Clemency

19/07/20

Curzon Home Cinema

Anybody who still believes that the death penalty is a defensible punishment should sit down and take a long, hard look at this film. Chinonye Chukwu’s bleak, slow burn of a movie ably demonstrates the ways in which capital punishment brutalises and destroys all who come into contact with it – including those who have to implement its chilling procedures.

Bernadine Williams (Alfre Woodward) is the warden of an American prison, a place mostly populated by inmates awaiting death by lethal injection. In a blistering opening sequence, we see one such execution being carried out in unflinching detail. It’s horribly botched, which makes it all the more affecting.

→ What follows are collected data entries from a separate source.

impl UniversalExecutor {
    /// Create new executor with all services
    #[must_use]
    pub fn new(resources: Arc<ServerResources>) -> Self {
        let auth_service = AuthService::new(resources.clone()); // Safe: Arc clone for service creation
        let intelligence_service = IntelligenceService::new(resources.clone()); // Safe: Arc clone for service creation
        let mut registry = ToolRegistry::new();

        // Register all tools with their handlers
        Self::register_all_tools(&mut registry);

        Self {
            auth_service,
            intelligence_service,
            resources,
            registry,
        }
    }

    /// Register all tools with type-safe handlers
    fn register_strava_tools(registry: &mut ToolRegistry) {
        registry.register(ToolInfo::async_tool(
            ToolId::GetActivities,
            |executor, request| Box::pin(handle_get_activities(executor, request)),
        ));
        registry.register(ToolInfo::async_tool(
            ToolId::GetAthlete,
            |executor, request| Box::pin(handle_get_athlete(executor, request)),
        ));
        registry.register(ToolInfo::async_tool(
            ToolId::GetStats,
            |executor, request| Box::pin(handle_get_stats(executor, request)),
        ));
        registry.register(ToolInfo::async_tool(
            ToolId::AnalyzeActivity,
            |executor, request| Box::pin(handle_analyze_activity(executor, request)),
        ));
    }

    fn register_connection_tools(registry: &mut ToolRegistry) {
        registry.register(ToolInfo::async_tool(
            ToolId::GetConnectionStatus,
            |executor, request| Box::pin(handle_get_connection_status(executor, request)),
        ));
        registry.register(ToolInfo::async_tool(
            ToolId::ConnectProvider,
            |executor, request| Box::pin(handle_connect_provider(executor, request)),
        ));
        registry.register(ToolInfo::async_tool(
            ToolId::DisconnectProvider,
            |executor, request| Box::pin(handle_disconnect_provider(executor, request)),
        ));
    }

    fn register_configuration_tools(registry: &mut ToolRegistry) {
        registry.register(ToolInfo::sync_tool(
            ToolId::GetConfigurationCatalog,
            handle_get_configuration_catalog,
        ));
        registry.register(ToolInfo::sync_tool(
            ToolId::GetConfigurationProfiles,
            handle_get_configuration_profiles,
        ));
        registry.register(ToolInfo::async_tool(
            ToolId::GetUserConfiguration,
            |executor, request| Box::pin(handle_get_user_configuration(executor, request)),
        ));
        registry.register(ToolInfo::async_tool(
            ToolId::UpdateUserConfiguration,
            |executor, request| Box::pin(handle_update_user_configuration(executor, request)),
        ));
        registry.register(ToolInfo::sync_tool(
            ToolId::CalculatePersonalizedZones,
            handle_calculate_personalized_zones,
        ));
        registry.register(ToolInfo::sync_tool(
            ToolId::ValidateConfiguration,
            handle_validate_configuration,
        ));
    }

    fn register_intelligence_tools(registry: &mut ToolRegistry) {
        registry.register(ToolInfo::sync_tool(
            ToolId::CalculateMetrics,
            handle_calculate_metrics,
        ));
        registry.register(ToolInfo::async_tool(
            ToolId::GetActivityIntelligence,
            |executor, request| Box::pin(handle_get_activity_intelligence(executor, request)),
        ));
        registry.register(ToolInfo::async_tool(
            ToolId::AnalyzePerformanceTrends,
            |executor, request| Box::pin(handle_analyze_performance_trends(executor, request)),
        ));
        registry.register(ToolInfo::async_tool(
            ToolId::CompareActivities,
            |executor, request| Box::pin(handle_compare_activities(executor, request)),
        ));
        registry.register(ToolInfo::async_tool(
            ToolId::DetectPatterns,
            |executor, request| Box::pin(handle_detect_patterns(executor, request)),
        ));
        registry.register(ToolInfo::async_tool(
            ToolId::GenerateRecommendations,
            |executor, request| Box::pin(handle_generate_recommendations(executor, request)),
        ));
        registry.register(ToolInfo::async_tool(
            ToolId::CalculateFitnessScore,
            |executor, request| Box::pin(handle_calculate_fitness_score(executor, request)),
        ));
        registry.register(ToolInfo::async_tool(
            ToolId::PredictPerformance,
            |executor, request| Box::pin(handle_predict_performance(executor, request)),
        ));
        registry.register(ToolInfo::async_tool(
            ToolId::AnalyzeTrainingLoad,
            |executor, request| Box::pin(handle_analyze_training_load(executor, request)),
        ));
    }

    fn register_goal_tools(registry: &mut ToolRegistry) {
        registry.register(ToolInfo::async_tool(
            ToolId::SetGoal,
            |executor, request| Box::pin(handle_set_goal(executor, request)),
        ));
        registry.register(ToolInfo::async_tool(
            ToolId::SuggestGoals,
            |executor, request| Box::pin(handle_suggest_goals(executor, request)),
        ));
        registry.register(ToolInfo::async_tool(
            ToolId::AnalyzeGoalFeasibility,
            |executor, request| Box::pin(handle_analyze_goal_feasibility(executor, request)),
        ));
        registry.register(ToolInfo::async_tool(
            ToolId::TrackProgress,
            |executor, request| Box::pin(handle_track_progress(executor, request)),
        ));
    }

    fn register_sleep_recovery_tools(registry: &mut ToolRegistry) {
        registry.register(ToolInfo::async_tool(
            ToolId::AnalyzeSleepQuality,
            |executor, request| Box::pin(handle_analyze_sleep_quality(executor, request)),
        ));
        registry.register(ToolInfo::async_tool(
            ToolId::CalculateRecoveryScore,
            |executor, request| Box::pin(handle_calculate_recovery_score(executor, request)),
        ));
        registry.register(ToolInfo::async_tool(
            ToolId::SuggestRestDay,
            |executor, request| Box::pin(handle_suggest_rest_day(executor, request)),
        ));
        registry.register(ToolInfo::async_tool(
            ToolId::TrackSleepTrends,
            |executor, request| Box::pin(handle_track_sleep_trends(executor, request)),
        ));
        registry.register(ToolInfo::async_tool(
            ToolId::OptimizeSleepSchedule,
            |executor, request| Box::pin(handle_optimize_sleep_schedule(executor, request)),
        ));
    }

    fn register_nutrition_tools(registry: &mut ToolRegistry) {
        registry.register(ToolInfo::async_tool(
            ToolId::CalculateDailyNutrition,
            |executor, request| Box::pin(handle_calculate_daily_nutrition(executor, request)),
        ));
        registry.register(ToolInfo::async_tool(
            ToolId::GetNutrientTiming,
            |executor, request| Box::pin(handle_get_nutrient_timing(executor, request)),
        ));
        registry.register(ToolInfo::async_tool(
            ToolId::SearchFood,
            |executor, request| Box::pin(handle_search_food(executor, request)),
        ));
        registry.register(ToolInfo::async_tool(
            ToolId::GetFoodDetails,
            |executor, request| Box::pin(handle_get_food_details(executor, request)),
        ));
        registry.register(ToolInfo::async_tool(
            ToolId::AnalyzeMealNutrition,
            |executor, request| Box::pin(handle_analyze_meal_nutrition(executor, request)),
        ));
    }

    fn register_all_tools(registry: &mut ToolRegistry) {
        Self::register_strava_tools(registry);
        Self::register_connection_tools(registry);
        Self::register_configuration_tools(registry);
        Self::register_intelligence_tools(registry);
        Self::register_goal_tools(registry);
        Self::register_sleep_recovery_tools(registry);
        Self::register_nutrition_tools(registry);
    }

    /// Execute a tool with type-safe routing (no string matching!)
    ///
    /// # Errors
    /// Returns `ProtocolError` if tool is not found or execution fails
    pub async fn execute_tool(
        &self,
        request: UniversalRequest,
    ) -> Result<UniversalResponse, ProtocolError> {
        // Convert string tool name to type-safe ID
        let tool_id = self
            .registry
            .resolve_tool_name(&request.tool_name)
            .ok_or_else(|| ProtocolError::ToolNotFound(request.tool_name.clone()))?; // Safe: String ownership needed for error message

        // Get registered tool info
        let tool_info = self.registry.get_tool(tool_id).ok_or_else(|| {
            ProtocolError::InternalError(format!("Tool {tool_id:?} not registered"))
        })?;

        // Convert to legacy UniversalToolExecutor for handler compatibility
        let legacy_executor = Self::new(self.resources.clone()); // Safe: Arc clone for legacy executor creation

        // Execute based on tool type
        match (tool_info.async_handler, tool_info.sync_handler) {
            (Some(async_handler), None) => {
                // Execute async handler
                async_handler(&legacy_executor, request).await
            }
            (None, Some(sync_handler)) => {
                // Execute sync handler
                sync_handler(&legacy_executor, &request)
            }
            _ => Err(ProtocolError::InternalError(format!(
                "Tool {tool_id:?} has invalid handler configuration"
            ))),
        }
    }

    /// List all available tools for MCP schema generation
    #[must_use]
    pub fn list_tools(&self) -> Vec<ToolId> {
        self.registry.list_tools()
    }

    /// Get tool metadata for documentation
    #[must_use]
    pub fn get_tool_info(&self, tool_id: ToolId) -> Option<(String, String, bool, bool)> {
        if self.registry.has_tool(tool_id) {
            Some((
                tool_id.name().to_owned(),
                tool_id.description().to_owned(),
                tool_id.requires_auth(),
                tool_id.is_async(),
            ))
        } else {
            None
        }
    }

    /// Check if executor has a specific tool
    #[must_use]
    pub fn has_tool(&self, tool_name: &str) -> bool {
        self.registry.resolve_tool_name(tool_name).is_some()
    }
}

Also waiting on death row is Anthony Woods (Aldis Hodge), a taciturn young man accused of murdering a police officer. He’s been imprisoned for seven years and  insists that he’s innocent, but what makes Clemency different from Just Mercy – a film with which it will inevitably be compared  – is that we’re really never sure whether he has committed the crime or not. In a way, it’s irrelevant, because it’s the very system of capital punishment that’s on trial here and not its victims.

Bernadine is struggling with her duties as warden – the daily grind of dealing with the fear, the hope, the demonstrators, the relatives of those imprisoned and, of course, the inmates themselves. She takes solace in drink and realises that a wedge is developing between her and her husband, Jonathan (Wendell Pierce), but feels unable to do anything about it. Around her, other people are quitting. Defence attorney Marty Lumetta (Richard Schiff), who has spent his life fighting for death row prisoners, tells Bernardine that Woods’ case will be his last – he just can’t take any more campaigns for clemency that never yield results. Even the dead policeman’s parents feel that justice has already been served and want Woods to be pardoned. And he, meanwhile, has pinned all his his hopes on meeting his young son for the first time.

Both Woodward and Hedges submit powerhouse performances here; neither of them isafforded much opportunity to talk, but their fears and hopes are writ large in every move, in every despairing look they direct towards the camera. This will not be the happiest screen experience you’ve ever had, but it’s nonetheless a stirring and emotional story, and a passionate plea for change.